Skills can reduce token consumption by 75%. Its core value lies in "progressive disclosure" and "deterministic execution"—trading IO for tokens. This article deconstructs Skills' three-level loading mechanism to provide you with a technical decision tree for refusing blindly introduced complexity.
One-sentence Definition: Agent Skills are "executable capability packages" running in a VM environment, containing three types of content: instructions (instructions), scripts (code), and resources (resources), loaded on demand via a Progressive Disclosure mechanism.
Why isn't this just "Context Injection"?
Many people (including myself previously) misunderstand Agent Skills as an optimization technique for "stuffing documents into the Context." This is incorrect.
Core Capabilities of Agent Skills:
Executable Code: Skills can include Python/JavaScript scripts. When Claude executes a script, the code itself does not enter the Context; only the output (stdout/stderr) does. This allows you to encapsulate complex data processing and validation logic into deterministic code, rather than having the LLM generate it on the fly every time.
Filesystem Access: Skills run in a VM with a filesystem, allowing them to read/write files and execute bash commands.

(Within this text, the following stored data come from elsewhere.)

pub(crate) mod expect;
mod match_line;
mod prompt;
mod read_line;
mod send_input;
mod show;
mod wait;

pub use expect::Expect;
pub use match_line::MatchLine;
pub use prompt::UniquePrompt;
pub use read_line::ReadLine;
pub use send_input::SendInput;
pub use show::Show;
pub use wait::Wait;
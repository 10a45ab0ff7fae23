use crate::command::{Context, OutputHandler, ScriptCommand};
use crate::config::SessionConfig;
use crate::process::{PipeSpawner, PtySpawner, SpawnCommand, Spawner};
use crate::encoding::LineEncoding;
use crate::reader::{Budget, trim_line_end};
use crate::session::ShellSession;
use anyhow::{Context as _, Result};
use std::io::{self, BufRead, BufReader, Read, Write};
use std::sync::Arc;
use std::thread;
use tracing::debug;

/// Runs script commands against one shell session.
pub struct Engine {
    ctx: Context,
}

impl Engine {
    /// Spawn `command` and write all script output to stdout.
    ///
    /// With `pty` set the child runs inside a pseudo-terminal, otherwise it
    /// gets plain pipes.
    pub fn spawn(
        session_id: &str,
        command: &SpawnCommand,
        config: SessionConfig,
        pty: bool,
    ) -> Result<Self> {
        Self::spawn_with_handler(session_id, command, config, pty, |data| {
            let mut stdout = io::stdout().lock();
            let _ = stdout.write_all(data);
            let _ = stdout.flush();
        })
    }

    /// Spawn `command` and pass all script output to `handler`.
    ///
    /// A piped stderr is drained in the background and logged at debug
    /// level, so a child that writes a lot of diagnostics never blocks.
    pub fn spawn_with_handler<F>(
        session_id: &str,
        command: &SpawnCommand,
        config: SessionConfig,
        pty: bool,
        handler: F,
    ) -> Result<Self>
    where
        F: Fn(&[u8]) + Send + Sync + 'static,
    {
        let pty_spawner = PtySpawner::default();
        let spawner: &dyn Spawner = if pty { &pty_spawner } else { &PipeSpawner };
        let mut session = ShellSession::spawn_with(session_id, command, config, spawner)
            .with_context(|| format!("Failed to start '{}'", command.program))?;
        if let Some(stderr) = session.take_stderr() {
            if let Err(e) = drain_stderr(stderr, &session) {
                session.stop();
                return Err(e);
            }
        }
        Ok(Self::with_handler(session, handler))
    }

    /// Wrap an existing session. Its stderr, if still attached, is left to
    /// the caller.
    pub fn with_handler<F>(session: ShellSession, handler: F) -> Self
    where
        F: Fn(&[u8]) + Send + Sync + 'static,
    {
        let output_handler: OutputHandler = Arc::new(handler);
        Engine {
            ctx: Context {
                session,
                output_handler,
            },
        }
    }

    pub fn session(&mut self) -> &mut ShellSession {
        self.ctx.session()
    }

    /// Execute commands in order, then stop the session and emit whatever
    /// output is left.
    ///
    /// The session is stopped even when a command fails; the first failure
    /// is returned.
    pub fn execute(&mut self, commands: Vec<Box<dyn ScriptCommand>>) -> Result<()> {
        let result = self.run(commands);
        self.finish();
        result
    }

    fn run(&mut self, commands: Vec<Box<dyn ScriptCommand>>) -> Result<()> {
        for (index, command) in commands.iter().enumerate() {
            debug!(index, command = command.name(), "executing");
            command
                .execute(&mut self.ctx)
                .with_context(|| format!("Command {} ('{}') failed", index + 1, command.name()))?;
        }
        Ok(())
    }

    fn finish(&mut self) {
        let session = &mut self.ctx.session;
        session.stop();

        // A grandchild may still hold the output open; only drain what is
        // already captured in that case.
        let remaining = if session.is_output_closed() {
            session.read_all()
        } else {
            std::iter::from_fn(|| session.read_line_with(Budget::immediate())).collect()
        };
        for line in remaining {
            self.ctx.emit_line(&line);
        }
    }
}

/// Log every stderr line of the session on a detached thread. The thread
/// ends when the child closes its stderr.
fn drain_stderr(stderr: Box<dyn Read + Send>, session: &ShellSession) -> Result<()> {
    let span = session.span().clone();
    let encoding = session.encoding();
    thread::Builder::new()
        .name("shexpect-stderr".into())
        .spawn(move || {
            let _enter = span.enter();
            let mut reader = BufReader::new(stderr);
            let mut raw = Vec::new();
            loop {
                raw.clear();
                match reader.read_until(b'\n', &mut raw) {
                    Ok(0) | Err(_) => break,
                    Ok(_) => {}
                }
                let raw = trim_line_end(&raw);
                let line = encoding
                    .decode(raw)
                    .or_else(|_| LineEncoding::Utf8Lossy.decode(raw))
                    .unwrap_or_default();
                debug!(%line, "stderr");
            }
        })
        .context("Failed to start stderr drain thread")?;
    Ok(())
}
//! [`UniquePrompt`] command: switches the remote shell to a distinctive prompt.
//!
//! Script syntax: `prompt`

use crate::command::{Context, ScriptCommand};
use anyhow::{Result, anyhow};

/// Runs [`ShellSession::set_unique_prompt`](crate::ShellSession::set_unique_prompt)
/// and fails the script if neither prompt style took effect.
pub struct UniquePrompt;

impl UniquePrompt {
    pub const NAME: &'static str = "prompt";
}

impl ScriptCommand for UniquePrompt {
    fn name(&self) -> &'static str {
        Self::NAME
    }

    fn parse(args: &str) -> Result<Self> {
        if !args.trim().is_empty() {
            return Err(anyhow!("'prompt' takes no arguments, got: {}", args.trim()));
        }
        Ok(Self)
    }

    fn execute(&self, ctx: &mut Context) -> Result<()> {
        if ctx.session().set_unique_prompt()? {
            Ok(())
        } else {
            Err(anyhow!("Could not set a unique shell prompt"))
        }
    }
}

#[cfg(test)]
mod tests {
    use super::*;

    #[test]
    fn test_parse_no_args() {
        assert!(UniquePrompt::parse("").is_ok());
        assert!(UniquePrompt::parse("  ").is_ok());
    }

    #[test]
    fn test_parse_rejects_args() {
        assert!(UniquePrompt::parse("now").is_err());
    }
}
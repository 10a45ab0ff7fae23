//! [`Expect`] command: blocks until a line matching a regex is read.
//!
//! Script syntax:
//! - `expect "^\$ "`: 5-second default timeout
//! - `expect "Password:" 10s`: custom timeout

use crate::command::{Context, ScriptCommand};
use crate::parser::{parse_duration, split_quoted};
use crate::pattern::Pattern;
use crate::reader::Budget;
use anyhow::{Context as _, Result};
use std::time::Duration;

pub(crate) const DEFAULT_TIMEOUT: Duration = Duration::from_secs(5);

/// Reads lines until one matches `pattern`, failing if no new line arrives
/// within `timeout`.
///
/// Matched and skipped lines are consumed, so a later `Expect` starts after
/// the match.
pub struct Expect {
    pub pattern: Pattern,
    pub timeout: Duration,
}

impl Expect {
    pub const NAME: &'static str = "expect";

    /// Create an `Expect` command with the default 5-second timeout.
    pub fn new(pattern: Pattern) -> Self {
        Self::with_timeout(pattern, DEFAULT_TIMEOUT)
    }

    /// Create an `Expect` command with a custom timeout.
    pub fn with_timeout(pattern: Pattern, timeout: Duration) -> Self {
        Self { pattern, timeout }
    }
}

impl ScriptCommand for Expect {
    fn name(&self) -> &'static str {
        Self::NAME
    }

    fn parse(args: &str) -> Result<Self> {
        let (pattern, remainder) = split_quoted(args)?;
        let pattern = Pattern::regex(&pattern)
            .with_context(|| format!("Invalid regex in expect: {pattern}"))?;

        if remainder.is_empty() {
            Ok(Self::new(pattern))
        } else {
            Ok(Self::with_timeout(pattern, parse_duration(remainder)?))
        }
    }

    fn execute(&self, ctx: &mut Context) -> Result<()> {
        ctx.session()
            .expect(&self.pattern, Budget::from_timeout(self.timeout))?;
        Ok(())
    }
}
//! Bounded line store with a single read cursor.
//!
//! [`LineBuffer`] keeps at most `capacity` lines. When a push would exceed
//! that, the oldest line is evicted and the cursor moves back by one so the
//! next unread line stays the same. If the consumer has not read the evicted
//! line yet (cursor at 0) the line is gone for good and counted as lost.
//!
//! Drop-oldest is lossy on purpose: a session can run for hours and the
//! buffer must not grow without bound. A consumer that falls more than
//! `capacity` lines behind will miss output; [`LineBuffer::lost`] reports how
//! many lines that was.

use std::collections::VecDeque;

/// Default number of lines kept in memory per session.
pub const DEFAULT_CAPACITY: usize = 5000;

#[derive(Debug)]
pub struct LineBuffer {
    lines: VecDeque<String>,
    capacity: usize,
    cursor: usize,
    evicted: u64,
    lost: u64,
}

impl LineBuffer {
    /// Create an empty buffer. A capacity of 0 is bumped to 1.
    pub fn new(capacity: usize) -> Self {
        let capacity = capacity.max(1);
        Self {
            lines: VecDeque::with_capacity(capacity.min(1024)),
            capacity,
            cursor: 0,
            evicted: 0,
            lost: 0,
        }
    }

    /// Append a line, evicting the oldest one if the buffer is full.
    ///
    /// Returns `true` if the evicted line had not been read yet.
    pub fn push(&mut self, line: String) -> bool {
        self.lines.push_back(line);
        if self.lines.len() <= self.capacity {
            return false;
        }

        self.lines.pop_front();
        self.evicted += 1;
        if self.cursor > 0 {
            self.cursor -= 1;
            false
        } else {
            self.lost += 1;
            true
        }
    }

    /// Take the next unread line and advance the cursor.
    pub fn next_unread(&mut self) -> Option<String> {
        let line = self.lines.get(self.cursor)?.clone();
        self.cursor += 1;
        Some(line)
    }

    pub fn has_unread(&self) -> bool {
        self.cursor < self.lines.len()
    }

    pub fn unread(&self) -> usize {
        self.lines.len() - self.cursor
    }

    pub fn len(&self) -> usize {
        self.lines.len()
    }

    pub fn is_empty(&self) -> bool {
        self.lines.is_empty()
    }

    pub fn capacity(&self) -> usize {
        self.capacity
    }

    pub fn cursor(&self) -> usize {
        self.cursor
    }

    /// Total number of lines dropped by eviction.
    pub fn evicted(&self) -> u64 {
        self.evicted
    }

    /// Lines dropped before the consumer ever saw them.
    pub fn lost(&self) -> u64 {
        self.lost
    }

    /// Iterate over the lines currently held, oldest first.
    pub fn iter(&self) -> impl Iterator<Item = &str> {
        self.lines.iter().map(String::as_str)
    }
}

impl Default for LineBuffer {
    fn default() -> Self {
        Self::new(DEFAULT_CAPACITY)
    }
}
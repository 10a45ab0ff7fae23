//! [`Show`] command: prints an annotation between captured lines.
//!
//! Script syntax: `show "== after reboot =="`

use crate::command::{Context, ScriptCommand};
use crate::parser::parse_quoted_string;
use anyhow::Result;

/// Emits a line of text to the output handler. Nothing reaches the child.
pub struct Show {
    pub text: String,
}

impl Show {
    pub const NAME: &'static str = "show";
}

impl ScriptCommand for Show {
    fn name(&self) -> &'static str {
        Self::NAME
    }

    fn parse(args: &str) -> Result<Self> {
        Ok(Self {
            text: parse_quoted_string(args)?,
        })
    }

    fn execute(&self, ctx: &mut Context) -> Result<()> {
        ctx.emit_line(&self.text);
        Ok(())
    }
}
//! Error types for shexpect.

use std::io;
use std::time::Duration;
use thiserror::Error;

/// Errors returned by [`ShellSession`](crate::ShellSession) operations.
#[derive(Error, Debug)]
pub enum SessionError {
    /// The child process could not be started
    #[error("Spawn error: {0}")]
    Spawn(#[from] SpawnError),

    /// An expect ran out of budget before a matching line arrived
    #[error("Timed out because of: {cause} (timeout={timeout:?}, session={session_id})")]
    Timeout {
        cause: String,
        timeout: Duration,
        session_id: String,
    },

    /// The session has already been stopped
    #[error("Session '{session_id}' is stopped")]
    Stopped { session_id: String },

    /// Invalid regex pattern
    #[error("Invalid regex pattern: {0}")]
    InvalidPattern(#[from] regex::Error),

    /// Writing to the child's input failed
    #[error("I/O error: {0}")]
    Io(#[from] io::Error),

    /// Invalid session configuration
    #[error("Invalid configuration: {0}")]
    Config(#[from] ConfigError),
}

impl SessionError {
    pub fn is_timeout(&self) -> bool {
        matches!(self, SessionError::Timeout { .. })
    }
}

/// Process creation failures. These are never retried.
#[derive(Error, Debug)]
pub enum SpawnError {
    /// The operating system refused to start the program
    #[error("Failed to spawn '{program}': {source}")]
    Io {
        program: String,
        #[source]
        source: io::Error,
    },

    /// PTY allocation or spawn failed
    #[error("PTY error: {0}")]
    Pty(String),

    /// A requested stdio pipe was not set up
    #[error("Child process has no {0} stream")]
    MissingStream(&'static str),

    /// The capture thread could not be started
    #[error("Failed to start capture thread: {0}")]
    Thread(#[source] io::Error),
}

/// Rejected [`SessionConfig`](crate::SessionConfig) values.
#[derive(Error, Debug, PartialEq, Eq)]
pub enum ConfigError {
    #[error("line buffer capacity must be at least 1")]
    ZeroCapacity,

    #[error("prompt budget must allow at least one attempt")]
    ZeroPromptAttempts,

    /// `read_line` and `read_all` would never block on a live child
    #[error("default budget must allow a non-zero wait")]
    ZeroDefaultBudget,
}

/// Result type alias using [`SessionError`].
pub type Result<T> = std::result::Result<T, SessionError>;
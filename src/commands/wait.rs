//! [`Wait`] command: lets the child run for a while.
//!
//! Script syntax: `wait 500ms` or `wait 1.5s`

use crate::command::{Context, ScriptCommand};
use crate::parser::parse_duration;
use anyhow::Result;
use std::thread;
use std::time::Duration;
use tracing::debug;

/// Pauses the script. Capture continues in the background, so whatever the
/// child prints meanwhile is buffered for the next read.
pub struct Wait {
    pub duration: Duration,
}

impl Wait {
    pub const NAME: &'static str = "wait";
}

impl ScriptCommand for Wait {
    fn name(&self) -> &'static str {
        Self::NAME
    }

    fn parse(args: &str) -> Result<Self> {
        Ok(Self {
            duration: parse_duration(args)?,
        })
    }

    fn execute(&self, ctx: &mut Context) -> Result<()> {
        thread::sleep(self.duration);
        debug!(
            duration = ?self.duration,
            buffered = ctx.session().buffered_lines(),
            "wait finished"
        );
        Ok(())
    }
}
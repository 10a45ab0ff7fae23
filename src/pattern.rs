//! Line matchers used by `expect`.

use regex::Regex;
use std::fmt;

/// What an `expect` looks for in each captured line.
#[derive(Debug, Clone)]
pub enum Pattern {
    /// Regular-expression search anywhere in the line.
    Regex(Regex),
    /// Whole-line equality.
    Exact(String),
}

impl Pattern {
    pub fn regex(pattern: &str) -> Result<Self, regex::Error> {
        Ok(Pattern::Regex(Regex::new(pattern)?))
    }

    pub fn exact(text: impl Into<String>) -> Self {
        Pattern::Exact(text.into())
    }

    /// Build a regex or exact pattern from a string.
    pub fn new(pattern: &str, is_regex: bool) -> Result<Self, regex::Error> {
        if is_regex {
            Self::regex(pattern)
        } else {
            Ok(Self::exact(pattern))
        }
    }

    pub fn is_match(&self, line: &str) -> bool {
        match self {
            Pattern::Regex(re) => re.is_match(line),
            Pattern::Exact(text) => line == text,
        }
    }

    /// The pattern source as written.
    pub fn as_str(&self) -> &str {
        match self {
            Pattern::Regex(re) => re.as_str(),
            Pattern::Exact(text) => text,
        }
    }
}

impl From<Regex> for Pattern {
    fn from(re: Regex) -> Self {
        Pattern::Regex(re)
    }
}

impl fmt::Display for Pattern {
    fn fmt(&self, f: &mut fmt::Formatter<'_>) -> fmt::Result {
        f.write_str(self.as_str())
    }
}
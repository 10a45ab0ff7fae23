//! [`SendInput`] command: writes one line to the session.
//!
//! Script syntax: `send "text here"`

use crate::command::{Context, ScriptCommand};
use crate::parser::parse_quoted_string;
use anyhow::Result;

/// Sends a line to the child's input. The session appends the newline.
pub struct SendInput {
    pub line: String,
}

impl SendInput {
    pub const NAME: &'static str = "send";

    pub fn new(line: impl Into<String>) -> Self {
        Self { line: line.into() }
    }
}

impl ScriptCommand for SendInput {
    fn name(&self) -> &'static str {
        Self::NAME
    }

    fn parse(args: &str) -> Result<Self> {
        Ok(Self::new(parse_quoted_string(args)?))
    }

    fn execute(&self, ctx: &mut Context) -> Result<()> {
        ctx.session().send(&self.line)?;
        Ok(())
    }
}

Infinite Resource Storage: Since files are not consumed in Tokens until they are read, you can include dozens of reference files in a Skill and only load them when needed.
The engineering design of Skills is ingenious: it acknowledges that the Context Window is still a scarce resource, so it adopts a "tiered loading" strategy.
Key Understanding: Level 1/2/3 do not refer to "content types," but rather "loading timing."
Level 1: Metadata (Always Loaded, Loaded at Startup)
Loading Timing: When the Agent starts.
Token Cost: ~100 tokens/skill
Only name and description enter the System Prompt.
Even with 100 Skills installed, it only consumes a few thousand tokens.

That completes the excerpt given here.